In Saudi Arabia, a woman's male relative can apply to the courts to have her divorced from her husband, even against her will. An Athenian woman called Cleiocrateia was divorced from her husband by her father, who 'removed his daughter’ from the marriage ‘and gave her to Spoudias’. Saudi men can divorce their wives orally, without recourse to the courts except for post-hoc documentation, but women have to petition the court for a divorce. This is time-consuming and expensive, and requires the continuous support of a male relative. Courts will also mandate the woman to attempt 'reconciliation' with her husband before proceeding; there is no such requirement for men initiating divorce. During the long divorce process, the woman's husband remains her legal guardian.
In classical Athens, too, men could divorce their wives simply by 'sending them away'. Women, on the other hand, had to register a divorce with the magistrate, which required, in practice if not law, the support of a father or brother. We know of only one classical Athenian woman who tried to divorce her husband. This was Hipparete, wife of Alcibiades. Insulted and humiliated by his bringing lovers and prostitutes into the house, she went to the magistrate to get a divorce. On the way, Alcibiades and his friends grabbed her and carried her home.

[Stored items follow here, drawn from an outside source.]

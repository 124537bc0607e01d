use derive_more::Display;

/// A single die outcome, always in `1..=sides` for the die that produced it.
pub type Face = u32;

/// A number of dice that all share the same number of sides, written as `NdS`.
#[derive(Clone, Copy, Debug, Display, Eq, PartialEq, Hash)]
#[display(fmt = "{}d{}", count, sides)]
pub struct Dice {
    pub count: u32,
    pub sides: Face,
}

impl Dice {
    pub const fn new(count: u32, sides: Face) -> Self {
        Dice { count, sides }
    }
}
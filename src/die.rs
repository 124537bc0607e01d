use rand::Rng;
use rand::rngs::{StdRng, ThreadRng};

use crate::types::Face;

/// Anything that can produce a uniformly distributed die face.
pub trait DieSource {
    /// Produce one value in `1..=sides`. Callers guarantee `sides >= 1`.
    fn roll_die(&mut self, sides: Face) -> Face;
}

fn uniform_face<R: Rng>(rng: &mut R, sides: Face) -> Face {
    rng.gen_range(1..=sides)
}

impl DieSource for ThreadRng {
    fn roll_die(&mut self, sides: Face) -> Face {
        uniform_face(self, sides)
    }
}

impl DieSource for StdRng {
    fn roll_die(&mut self, sides: Face) -> Face {
        uniform_face(self, sides)
    }
}

#[cfg(test)]
mod tests {
    use rand::SeedableRng;
    use rand::rngs::StdRng;

    use crate::die::DieSource;

    #[test]
    fn test_faces_in_range() {
        let mut rng = StdRng::seed_from_u64(7);
        for sides in [1, 2, 6, 20, 100] {
            for _ in 0..500 {
                let face = rng.roll_die(sides);
                assert!((1..=sides).contains(&face), "{} out of range for d{}", face, sides);
            }
        }
    }

    #[test]
    fn test_every_face_appears() {
        let mut rng = rand::thread_rng();
        let mut seen = [false; 6];
        for _ in 0..1000 {
            seen[rng.roll_die(6) as usize - 1] = true;
        }
        assert!(seen.iter().all(|s| *s));
    }
}
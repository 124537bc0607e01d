use crate::types::Dice;

pub const DEFAULT_ROLL: Dice = Dice::new(1, 6);
pub const DEFAULT_SUM: Dice = Dice::new(2, 6);

/// Runtime options for building a tracker.
#[derive(Clone, Copy, Debug, Default, Eq, PartialEq)]
pub struct RollerConfig {
    /// Fixed seed for reproducible rolls. `None` seeds from system entropy.
    pub seed: Option<u64>,
}

impl RollerConfig {
    pub fn seeded(seed: u64) -> Self {
        RollerConfig { seed: Some(seed) }
    }
}
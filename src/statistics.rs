use derive_more::Display;
use enum_map::{enum_map, Enum, EnumMap};
use strum::EnumIter;

use crate::types::Face;

/// Descriptive statistics over a roll history. An empty history yields all zeroes.
#[derive(Clone, Copy, Debug, Default, Display, PartialEq)]
#[display(fmt = "average {:.2}, min {}, max {}, count {}", average, min, max, count)]
pub struct RollStats {
    pub average: f64,
    pub min: Face,
    pub max: Face,
    pub count: usize,
}

/// Keys of the [RollStats] mapping.
#[derive(Clone, Copy, Debug, Eq, PartialEq, Hash, Enum, EnumIter, strum::Display)]
#[strum(serialize_all = "lowercase")]
pub enum Stat {
    Average,
    Min,
    Max,
    Count,
}

impl RollStats {
    pub fn from_faces(faces: &[Face]) -> Self {
        let (Some(&min), Some(&max)) = (faces.iter().min(), faces.iter().max()) else {
            return RollStats::default();
        };
        let total: u64 = faces.iter().map(|&f| u64::from(f)).sum();
        RollStats {
            average: total as f64 / faces.len() as f64,
            min,
            max,
            count: faces.len(),
        }
    }

    /// View these statistics as a mapping keyed by [Stat].
    pub fn as_map(&self) -> EnumMap<Stat, f64> {
        enum_map! {
            Stat::Average => self.average,
            Stat::Min => self.min as f64,
            Stat::Max => self.max as f64,
            Stat::Count => self.count as f64,
        }
    }
}

#[cfg(test)]
mod tests {
    use strum::IntoEnumIterator;

    use crate::statistics::{RollStats, Stat};

    #[test]
    fn test_empty_history_is_zeroed() {
        let stats = RollStats::from_faces(&[]);
        assert_eq!(stats, RollStats { average: 0.0, min: 0, max: 0, count: 0 });
        assert!(stats.as_map().values().all(|v| *v == 0.0));
    }

    #[test]
    fn test_stats_of_known_faces() {
        let stats = RollStats::from_faces(&[4, 2, 6]);
        assert_eq!(stats, RollStats { average: 4.0, min: 2, max: 6, count: 3 });

        let uneven = RollStats::from_faces(&[1, 2]);
        assert_eq!(uneven.average, 1.5);
    }

    #[test]
    fn test_map_keys() {
        let names: Vec<String> = Stat::iter().map(|s| s.to_string()).collect();
        assert_eq!(names, ["average", "min", "max", "count"]);

        let map = RollStats::from_faces(&[4, 2, 6]).as_map();
        assert_eq!(map[Stat::Average], 4.0);
        assert_eq!(map[Stat::Min], 2.0);
        assert_eq!(map[Stat::Max], 6.0);
        assert_eq!(map[Stat::Count], 3.0);
    }

    #[test]
    fn test_display() {
        let stats = RollStats::from_faces(&[4, 2, 6]);
        assert_eq!(stats.to_string(), "average 4.00, min 2, max 6, count 3");
    }
}
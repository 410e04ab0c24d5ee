//! Draw detection logic for tic-tac-toe.

use crate::Board;

/// Checks if the board is full (no empty squares).
///
/// This does not look for lines. A full board can still be a win, so callers
/// must check [`super::is_winning`] first, or use [`super::outcome`].
pub fn is_draw(board: &Board) -> bool {
    board.available_moves().next().is_none()
}
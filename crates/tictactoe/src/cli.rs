//! Command-line interface for tictactoe.

use crate::config::FirstPlayer;
use clap::{Parser, Subcommand, ValueEnum};
use tictactoe_engine::Mark;

/// Tic-tac-toe against an opponent that never loses
#[derive(Parser, Debug)]
#[command(name = "tictactoe")]
#[command(about = "Play tic-tac-toe against an optimal minimax opponent", long_about = None)]
#[command(version)]
pub struct Cli {
    /// Subcommand to run
    #[command(subcommand)]
    pub command: Command,
}

/// Available commands
#[derive(Subcommand, Debug)]
pub enum Command {
    /// Play an interactive game in the terminal
    Play {
        /// Path to a TOML game config
        #[arg(short, long)]
        config: Option<std::path::PathBuf>,

        /// Who moves first (overrides the config file)
        #[arg(long, value_enum)]
        first: Option<FirstPlayer>,

        /// Print search statistics after each computer move
        #[arg(long)]
        stats: bool,
    },

    /// Let the engine play both sides and print the game
    SelfPlay {
        /// Who moves first
        #[arg(long, value_enum, default_value_t = FirstPlayer::Human)]
        first: FirstPlayer,

        /// Print the transcript as JSON
        #[arg(long)]
        json: bool,
    },

    /// Print the best move for a board, e.g. "XO./.X./..."
    BestMove {
        /// Nine squares in row-major order: X, O, and . or _ for empty
        board: String,

        /// Side to find a move for
        #[arg(long, value_enum, default_value_t = Side::Opponent)]
        side: Side,
    },
}

/// Side selector for analysis.
#[derive(Debug, Clone, Copy, PartialEq, Eq, ValueEnum)]
pub enum Side {
    /// The human side (X)
    Player,
    /// The computer side (O)
    Opponent,
}

impl From<Side> for Mark {
    fn from(side: Side) -> Self {
        match side {
            Side::Player => Mark::Player,
            Side::Opponent => Mark::Opponent,
        }
    }
}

Last year, a campaign by women in Afghanistan, نامم_کجاست# (#WhereIsMyName), protested against the custom of not mentioning a woman's name in public. Many Afghan men use such circumlocutions as 'mother of my children' or 'X's wife' instead, and some women don’t say their own names. The same convention prevailed in classical Athens. We know the names of Cleiocrateia and Hipparete from sources other than the law courts; the names of most Athenian women are lost to history. When a boy was born, his name and his father’s were registered with his deme; girls’ births weren’t registered. Since 2001, Saudi Arabian women have been able to have their own identity cards; previously they were listed only on their guardians' cards. In modern Afghanistan, girls’ names, though registered at birth, are conspicuously absent from legal records thereafter.
There are records of two Athenian inheritance cases in which one side flatly argued that a woman central to the case did not exist. Evidence was one man's word against another's: one side claimed the woman was known and respected in her community; the other that no one in the community knew of such a woman. There were also cases in which a woman's citizenship was challenged in court. The stakes were high: if a woman (legally represented by a man) could not prove her citizenship, she was classed as a metic (immigrant). All metics had to be registered and pay tax. If she wasn’t registered – and, believing herself a citizen, she would not have registered as an immigrant – she could be sold into slavery. There is an echo not in Saudi Arabia this time but in modern Britain: citizens who came to the UK during the Windrush era, unable to prove their citizenship years later, were designated 'illegal' immigrants and deported.